L’unico sopravvissuto fu l’agente Antonio Vullo, perché al momento della deflagrazione stava parcheggiando uno dei veicoli della scorta.

Il 24 luglio circa 10. 000 persone parteciparono ai funerali privati di Borsellino: la moglie Agnese, infatti, accusò il governo di non aver saputo proteggere il marito, e rifiutò i funerali di Stato optando per una cerimonia privata senza la presenza dei politici, celebrati nella chiesa di Santa Maria Luisa di Marillac, dove il giudice si recava per la Santa Messa.

Fu presente anche il giudice Antonino Caponnetto che intervistato subito dopo la strage disse sconfortato: “È finito tutto, è finito tutto”.

La salma del giudice Borsellino riposa nel Cimitero di Santa Maria di Gesù a Palermo. 

Sono ancora tanti i misteri della strage di Via D’Amelio, soprattutto quello dell’Agenda Rossa del giudice che era nella sua borsa. Quell’agenda dalla quale Borsellino non si staccava mai e scriveva tutto, ogni appunto, annotazione per organizzare il lavoro; la portava sempre con se, sia in macchina, in ufficio, a casa e alla Villa al mare.  A quanto pare un militare o qualcuno dei servizi segreti presente sul luogo della strage, l’abbia prelevata su mandato di un “pezzo grosso”.

L’omicidio sembra sia stato ordinato da uno dei Fratelli Graviano, che furono i mandanti dell’omicidio del Beato don Giuseppe Puglisi.

Alla memoria del magistrato italiano furono intitolate numerose scuole, facoltà, vie, piazze e associazioni, nonché (insieme all’amico e collega) l’aeroporto internazionale Falcone e “Borsellino” di Palermo (ex “Punta Raisi” ).

È stato bello che quest’anno, Paolo Borsellino è comparso in una delle tracce a scelta degli esami di maturità: “Paolo Borsellino – I giovani sono la mia speranza”.  Lui citava sempre questa frase, sottolineando il ruolo cruciale dei giovani nella lotta alla mafia e nel cambiamento sociale.

La reazione dei figli non si è fatta attendere: “Apprendiamo con commozione che tra le tracce della prova scritta di italiano per la maturità di quest’anno, vi è un riferimento all’attenzione e alla fiducia che nostro padre riponeva nei giovani”.

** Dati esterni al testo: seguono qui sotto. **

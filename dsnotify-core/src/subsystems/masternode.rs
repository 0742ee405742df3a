use crate::chain::Connman;
use crate::error::HookResult;
use dsnotify_sdk::objects::BlockIndex;

/// Masternode sync state machine.
pub trait MasternodeSync: Send + Sync {
    fn on_accepted_header(&self, header: &BlockIndex) -> HookResult;

    fn on_header_tip(
        &self,
        header: &BlockIndex,
        initial_download: bool,
        connman: &dyn Connman,
    ) -> HookResult;

    fn on_updated_tip(
        &self,
        tip: &BlockIndex,
        initial_download: bool,
        connman: &dyn Connman,
    ) -> HookResult;
}

/// Keeps the deterministic masternode list in step with the active chain.
pub trait DeterministicMnManager: Send + Sync {
    fn on_updated_tip(&self, tip: &BlockIndex) -> HookResult;
}
#![deny(clippy::unwrap_used)]
#![deny(clippy::expect_used)]
#![deny(clippy::panic)]
#![forbid(unsafe_code)]
#![cfg_attr(test, allow(clippy::unwrap_used, clippy::panic))]

pub mod chain;
pub mod dispatcher;
pub mod error;
pub mod flags;
pub mod subsystems;
pub mod validation;

#[cfg(test)]
mod recorder;

pub use chain::{AUTOLOCK_DEPLOYMENT, ChainState, Connman, DeploymentStates};
pub use dispatcher::{Collaborators, DispatcherConfig, NotificationDispatcher};
pub use error::{BoxError, HookResult, Subsystem, SubsystemError};
pub use flags::ActivationFlags;
pub use validation::ValidationInterface;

Un detenuto di 36 anni del carcere di massima sicurezza di Bicocca di Catania che ha sostenuto l’esame di maturità (diplomandosi con il punteggio di 100 /100) all’Istituto Alberghiero ha svolto il tema scegliendo la traccia del giudice antimafia, Questa è speranza! Borsellino e Falcone non sono morti: le loro idee, camminano sulle nostre gambe!